Hi all, has anyone had the need to mask production...
# plugins-general
a
Hi all, has anyone had the need to mask production data with Meltano yet? Seems like a pretty common use case - maybe there are some good ideas here. As a first thought, I'm wondering if it would be generally useful to create a mapper plugin that uses faker (https://faker.readthedocs.io/en/master/). That mapper could deal with the PII or client account names - I've explored Mostly.ai but didn't have much joy yet to be honest.
v
For all my use cases for production PII I just don't pull the PII data, either use a mapper to filter it or just tell the source to stay away from it
a
I haven't had the personal application opportunity, but I definitely agree with mappers for that use case. (That's probably the main use case for them, actually.)
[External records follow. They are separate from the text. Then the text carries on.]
//! MCP gateway auth & discovery plane — entry point.

use std::process::ExitCode;
use std::sync::Arc;

use clap::Parser;
use tracing::{error, info};

use mcpgw::{cli::Cli, config::Config, http::AppContext, setup_tracing};

#[tokio::main]
async fn main() -> ExitCode {
    let cli = Cli::parse();

    if let Err(e) = setup_tracing(&cli.log_level, cli.log_format.as_deref()) {
        eprintln!("failed to set up tracing: {e}");
        return ExitCode::FAILURE;
    }

    let mut config = match Config::load(cli.config.as_deref()) {
        Ok(config) => config,
        Err(e) => {
            error!("failed to load configuration: {e}");
            return ExitCode::FAILURE;
        }
    };

    if let Some(port) = cli.port {
        config.server.port = port;
    }
    if let Some(ref host) = cli.host {
        config.server.host = host.clone();
    }

    if cli.validate_config {
        info!("configuration is valid");
        return ExitCode::SUCCESS;
    }

    info!(
        version = env!("CARGO_PKG_VERSION"),
        host = %config.server.host,
        port = config.server.port,
        providers = config.providers.len(),
        "starting MCP gateway"
    );

    let ctx = match AppContext::build(config) {
        Ok(ctx) => Arc::new(ctx),
        Err(e) => {
            error!("failed to build application context: {e}");
            return ExitCode::FAILURE;
        }
    };

    if let Err(e) = ctx.serve().await {
        error!("server error: {e}");
        return ExitCode::FAILURE;
    }

    info!("gateway shutdown complete");
    ExitCode::SUCCESS
}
I thought about Faker and similar libraries for tap-smoke-test, but not for the mapper class. I actually really like the idea though and I think it could be worth adding a built-in
faker()
function to our SDK built-in mapper functions - like we have the helper function
md5()
for instance.
There's a counter argument about dependencies, but this one doesn't seem to have much in the way of additional dependency requirements: https://github.com/joke2k/faker/blob/master/setup.py#L73-L77
e
Those two deps are already in the sdk 🙂
a
As of today, you should already be able to use a hashing function like
md5()
but having data that "looks like" real data could be really handy - especially for test environments! chef kiss
@aaron_phethean - would you be interested in logging an issue for this and/or perhaps contributing the feature? If added to the SDK, you also would automatically get access to that in taps and targets that use the SDK - even without having a standalone mapper between them.
a
100% will do that first thing in the morning. Maybe PR by the afternoon 😁